**YOUR INSTRUCTIONS**
Give the number of lines below that hold "index", and only that.
_ _ _ _
use super::*;

pub const CELL_WIDTH: f32 = 250.0;
pub const CELL_HEIGHT: f32 = 200.0;
pub const CELL_PADDING: f32 = 20.0;
pub const RISK_WIDTH: f32 = 90.0;
pub const RISK_HEIGHT: f32 = 40.0;
const SUB_COLUMN_STEP: f32 = 100.0;

pub(super) fn compute_matrix_layout(risks: &[RiskRecord], style: &LayoutStyle) -> Graph {
    let mut graph = Graph::new();

    // High impact on the top row.
    for impact in Level::ALL {
        for likelihood in Level::ALL {
            let label = format!("{} Impact / {} Likelihood", impact.title(), likelihood.title());
            graph.nodes.push(Node::group(
                label,
                cell_x(likelihood),
                cell_y(impact),
                CELL_WIDTH,
                CELL_HEIGHT,
            ));
        }
    }

    let mut occupancy = [[0usize; 3]; 3];
    for risk in risks {
        let slot = &mut occupancy[risk.impact.index()][risk.likelihood.index()];
        let count = *slot;
        *slot += 1;

        let x = cell_x(risk.likelihood) + CELL_PADDING + (count % 2) as f32 * SUB_COLUMN_STEP;
        let y = cell_y(risk.impact) + CELL_PADDING + (count / 2) as f32 * style.risk_row_step;
        graph.nodes.push(
            Node::text(risk.title.clone(), x, y, RISK_WIDTH, RISK_HEIGHT)
                .with_color(style.palette.risk(risk.score())),
        );
    }

    graph
}

fn cell_x(likelihood: Level) -> f32 {
    likelihood.index() as f32 * (CELL_WIDTH + CELL_PADDING)
}

fn cell_y(impact: Level) -> f32 {
    (2 - impact.index()) as f32 * (CELL_HEIGHT + CELL_PADDING)
}

#[cfg(test)]
mod tests {
    use super::*;
    use crate::theme;

    fn risk(title: &str, likelihood: Level, impact: Level) -> RiskRecord {
        RiskRecord {
            title: title.to_string(),
            likelihood,
            impact,
        }
    }

    #[test]
    fn grid_puts_high_impact_on_top() {
        let graph = compute_matrix_layout(&[], &LayoutStyle::interactive());
        let cells: Vec<&Node> = graph.groups().collect();
        assert_eq!(cells.len(), 9);
        assert_eq!(cells[0].label.as_deref(), Some("Low Impact / Low Likelihood"));
        assert_eq!((cells[0].x, cells[0].y), (0.0, 440.0));
        assert_eq!(cells[8].label.as_deref(), Some("High Impact / High Likelihood"));
        assert_eq!((cells[8].x, cells[8].y), (540.0, 0.0));
    }

    #[test]
    fn risks_fill_two_sub_columns() {
        let risks: Vec<RiskRecord> = (0..3)
            .map(|i| risk(&format!("r{i}"), Level::High, Level::High))
            .collect();
        let graph = compute_matrix_layout(&risks, &LayoutStyle::headless());
        let placed: Vec<(f32, f32)> = graph.content_nodes().map(|n| (n.x, n.y)).collect();
        assert_eq!(placed, vec![(560.0, 20.0), (660.0, 20.0), (560.0, 80.0)]);
        assert!(graph.content_nodes().all(|n| n.color.as_deref() == Some(theme::RED)));
    }

    #[test]
    fn color_follows_score() {
        let risks = vec![
            risk("low", Level::Low, Level::Low),
            risk("mid", Level::Low, Level::High),
            risk("two", Level::Medium, Level::Low),
        ];
        let graph = compute_matrix_layout(&risks, &LayoutStyle::interactive());
        assert_eq!(graph.find_text("low").unwrap().color.as_deref(), Some(theme::GREEN));
        assert_eq!(graph.find_text("mid").unwrap().color.as_deref(), Some(theme::ORANGE));
        assert_eq!(graph.find_text("two").unwrap().color.as_deref(), Some(theme::GREEN));
    }
}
_ _ _ _
**EXERCISE ANSWER**
3